Where does it come from?
Well, I think, you know, we've had the left controlling the narrative for, you know, decades now, depending on, you know, whether you want to go back to the 1960s, 1930s, even early 20th century.
And they've sort of told this story about how America is a bad place.
Well, guess what America was, you know, just demographically until the Hard Seller Immigration Act of 1965.
It was essentially all African-American and white, and about 90% of it was white.
So, you know, if the country is a bad country, well, we know who we have to blame for this.
But it's really just been ingrained in all of our elite cultural institutions.
It's out there in Hollywood.
It's in the books we read.
And even out here in Montana, it's sometimes a little bit hard to just get away from that narrative relentlessly beating on you.
Yeah, I just, but the idea of the guilt is what's so interesting, though, is that you have to somehow apologize for your skin color.
I'm not even saying that your skin color should be something you're proud of.
I'm not even making that contention.
I think it's indifferent to it.
I think it's irrelevant.
But the guilt is a complete, it's that, that's not indifferent or neutrality.
That is, I have to pay penance.
I have to apologize.
I mean, and I mean, Jeremy, it feels as if the kind of new religion is the religion of anti-racism, where I have to tithe, I have to give public proclamations.
My original sin is my melanin content.
The only difference is that there's no salvation.
No, and that you've hit it exactly, right?
It's original sin without salvation.
I mean, it's really a Christian heresy, ultimately.
And it has to go kind of go back with, I think that the word tithe is also really important here because it kind of gets into what some of this agenda is.
And I'm actually writing a book right now for regnary on anti-white racism that should be out sometime next year.
I love that.
So I'm kind of deeply kind of ingrained thinking about these sorts of issues right now.

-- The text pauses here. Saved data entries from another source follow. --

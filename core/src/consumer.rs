use crate::{
    rng::SubsystemRng,
    types::{ConsumerId, SimDate},
};
use serde::{Deserialize, Serialize};

/// Trailing window for the mailing frequency count.
pub const FREQUENCY_WINDOW_DAYS: i64 = 30;

pub const MALE_PROBABILITY: f64 = 0.59;
pub const MOBILE_DEVICE_INFLUENCE: f64 = 0.9;

#[derive(Debug, Clone, Copy, Serialize, Deserialize, PartialEq, Eq)]
#[serde(rename_all = "snake_case")]
pub enum Gender {
    Male,
    Female,
}

#[derive(Debug, Clone, Copy, Serialize, Deserialize, PartialEq, Eq)]
#[serde(rename_all = "snake_case")]
pub enum Device {
    Mobile,
    Desktop,
}

impl Device {
    pub fn influence(self) -> f64 {
        match self {
            Device::Mobile => MOBILE_DEVICE_INFLUENCE,
            Device::Desktop => 0.0,
        }
    }
}

/// A simulated email recipient.
///
/// Demographics are fixed at construction; the dispatch fields are
/// mutated by the engine as mailings and purchases happen.
#[derive(Debug, Clone, Serialize, Deserialize)]
pub struct Consumer {
    pub id: ConsumerId,
    pub age: u32,
    pub income: u32,
    pub gender: Gender,
    pub device: Device,
    pub device_influence: f64,
    pub informative_perception: f64,

    /// One entry per dispatch received, in send order.
    pub mailing_timestamps: Vec<SimDate>,
    pub mailing_frequency: u32,
    /// Days since the previous dispatch; 0 before the first one.
    pub timespan: u32,
    pub product_purchase: bool,
    pub purchase_date: Option<SimDate>,
    pub prior_email_opening: bool,
}

impl Consumer {
    pub fn new(id: ConsumerId, age: u32, income: u32, gender: Gender, device: Device) -> Self {
        Self {
            id,
            age,
            income,
            gender,
            device,
            device_influence: device.influence(),
            informative_perception: informative_perception(age, gender, income),
            mailing_timestamps: Vec::new(),
            mailing_frequency: 0,
            timespan: 0,
            product_purchase: false,
            purchase_date: None,
            prior_email_opening: false,
        }
    }

    /// Draw gender, then an age-conditioned device, for a consumer
    /// with the given age and income.
    pub fn generate(id: ConsumerId, age: u32, income: u32, rng: &mut SubsystemRng) -> Self {
        let gender = if rng.chance(MALE_PROBABILITY) {
            Gender::Male
        } else {
            Gender::Female
        };
        let device = if rng.chance(mobile_probability(age)) {
            Device::Mobile
        } else {
            Device::Desktop
        };
        Self::new(id, age, income, gender, device)
    }

    /// Recompute frequency and timespan as seen on `now`.
    pub fn refresh_dispatch_stats(&mut self, now: SimDate) {
        self.mailing_frequency = mailing_frequency(&self.mailing_timestamps, now);
        self.timespan = timespan_days(&self.mailing_timestamps, now);
    }

    /// Record the outcome of a dispatch and append it to the history.
    pub fn record_dispatch(&mut self, now: SimDate, opened: bool) {
        debug_assert!(
            self.mailing_timestamps.last().is_none_or(|last| *last <= now),
            "dispatch history must stay ordered"
        );
        self.prior_email_opening = opened;
        self.mailing_timestamps.push(now);
    }

    /// Mark the consumer as a buyer. A second call keeps the first date.
    pub fn record_purchase(&mut self, date: SimDate) {
        if self.product_purchase {
            return;
        }
        self.product_purchase = true;
        self.purchase_date = Some(date);
    }
}

/// Dispatches received within the trailing window ending at `now`.
pub fn mailing_frequency(timestamps: &[SimDate], now: SimDate) -> u32 {
    let cutoff = now - chrono::Duration::days(FREQUENCY_WINDOW_DAYS);
    timestamps.iter().filter(|ts| **ts >= cutoff).count() as u32
}

/// Whole days between the last dispatch and `now`, or 0 with no history.
pub fn timespan_days(timestamps: &[SimDate], now: SimDate) -> u32 {
    timestamps
        .last()
        .map(|last| (now - *last).num_days().max(0) as u32)
        .unwrap_or(0)
}

/// Probability that a consumer of this age mostly reads mail on mobile.
/// Hard-coded per age bracket, not interpolated.
pub fn mobile_probability(age: u32) -> f64 {
    match age {
        0..=19 => 0.942,
        20..=29 => 0.955,
        30..=39 => 0.96,
        40..=49 => 0.957,
        50..=59 => 0.928,
        60..=69 => 0.852,
        _ => 0.682,
    }
}

pub fn age_term(age: u32) -> f64 {
    if age < 44 {
        0.0
    } else if age < 55 {
        -1.2
    } else {
        -1.1
    }
}

pub fn gender_term(gender: Gender) -> f64 {
    match gender {
        Gender::Male => 0.3,
        Gender::Female => 0.0,
    }
}

/// Income bands. 7583 and 15167 sit in gaps between bands and add nothing.
pub fn income_term(income: u32) -> f64 {
    match income {
        0..=3791 => 0.0,
        3792..=7582 => 0.4,
        7584..=15166 => -0.1,
        15168.. => -0.1,
        _ => 0.0,
    }
}

pub fn informative_perception(age: u32, gender: Gender, income: u32) -> f64 {
    age_term(age) + gender_term(gender) + income_term(income)
}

But when you look at the language of reparations and San Francisco, for example, saying, you know, we're going to pay $5 million plus all this other stuff to each African-American resident of the city, basically, which sounds crazy.
I mean, is not going to be doable under any circumstances, but they're going to come up with something that's only a tenth as crazy that will still be completely crazy that we'll do.
And a lot of this is just about dollars and cents.
It's about, you know, one group trying to expropriate another group.
And when you encourage these sorts of racial divisions in society, this is the sort of logic of conflict that you get.
Yeah.
And it's all being pushed by white people, which is what's so interesting to me.
And it secular white people, by the way.
Yeah.
Yeah.
Well, Daniel Horowitz, who's at the Manhattan Institute, has done some fascinating research on just how freaky and bizarre, basically, although he doesn't use that language because he's a good academic, liberal white people are in terms of having what's called an out-group preference.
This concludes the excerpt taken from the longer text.